Wednesday, January 29, 2020

Business Formation Statistics: Getting to Know You

In thinking about the state of the economy, it could be useful to know if the number of new business start-ups is trending up or down. Traditionally, the data on business start-ups was only available after a considerable time lag. But the Bureau of the Census is now publishing Business Formation Statistics, which gives quarterly estimates of the patterns of new business start-ups. For example, the BFS report for Fourth Quarter 2019 was published earlier this month on January 15.

The idea here is to get data on new business formation by using data on the number of employers who request "employer identification numbers" from the US Census Bureau--which a new business needs for government reporting on taxes and for other reasons. Thus, it provides a forward-looking view of how many firms are likely to be hiring in the near future.

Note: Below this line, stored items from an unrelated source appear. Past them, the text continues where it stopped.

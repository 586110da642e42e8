use crate::azure::{ArmClient, ClientCredentialsTokenSource, TokenSource};
use crate::core::config::AzureConfig;
use std::sync::Arc;

#[derive(Clone)]
pub struct AppState {
    pub config: Arc<AzureConfig>,
    pub arm: ArmClient,
    pub tool_registry: Arc<crate::core::tools_registry::ToolRegistry>,
}

impl std::fmt::Debug for AppState {
    fn fmt(&self, f: &mut std::fmt::Formatter<'_>) -> std::fmt::Result {
        f.debug_struct("AppState")
            .field("subscription_id", &self.config.subscription_id)
            .finish()
    }
}

impl AppState {
    pub fn new(http_client: reqwest::Client, config: AzureConfig) -> Self {
        let config = Arc::new(config);
        let tokens: Arc<dyn TokenSource> = Arc::new(ClientCredentialsTokenSource::new(
            http_client.clone(),
            Arc::clone(&config),
        ));
        let arm = ArmClient::new(http_client, config.management_url.clone(), tokens);
        Self {
            config,
            arm,
            tool_registry: Arc::new(crate::core::tools_registry::ToolRegistry::load()),
        }
    }

}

John Haltiwanger, who played a prominent role in helping to launch this data series, explained ihow it works in an essay on "Synthesizing Micro and Macro Evidence on the US Economy" in the NBER Reporter (2019:3). Haltiwanger writes (footnotes omitted):
One challenge is that the underlying micro administrative data on businesses are typically not sufficiently timely to generate economic indicators on the current health of the economy. The Business Formation Statistics (BFS) are an important exception; I helped develop them with collaborators from the research community, the Federal Reserve Board, and the Census Bureau. BFS are based on the real-time flow of applications for new employer identification numbers that the Census Bureau receives on an ongoing basis. The potential of the BFS, illustrating new applications that have a high propensity for becoming employer businesses, is shown in Figure 3. This data series, along with other new statistical measures, is now released within a couple of weeks of the end of the most recent quarter at national and state levels. More disaggregated series at sub-state and sector levels can also be constructed. Figure 3 shows that ... [h]igh-propensity applications for new businesses in 2019:2 were still 6 percent below the pre-Great Recession levels.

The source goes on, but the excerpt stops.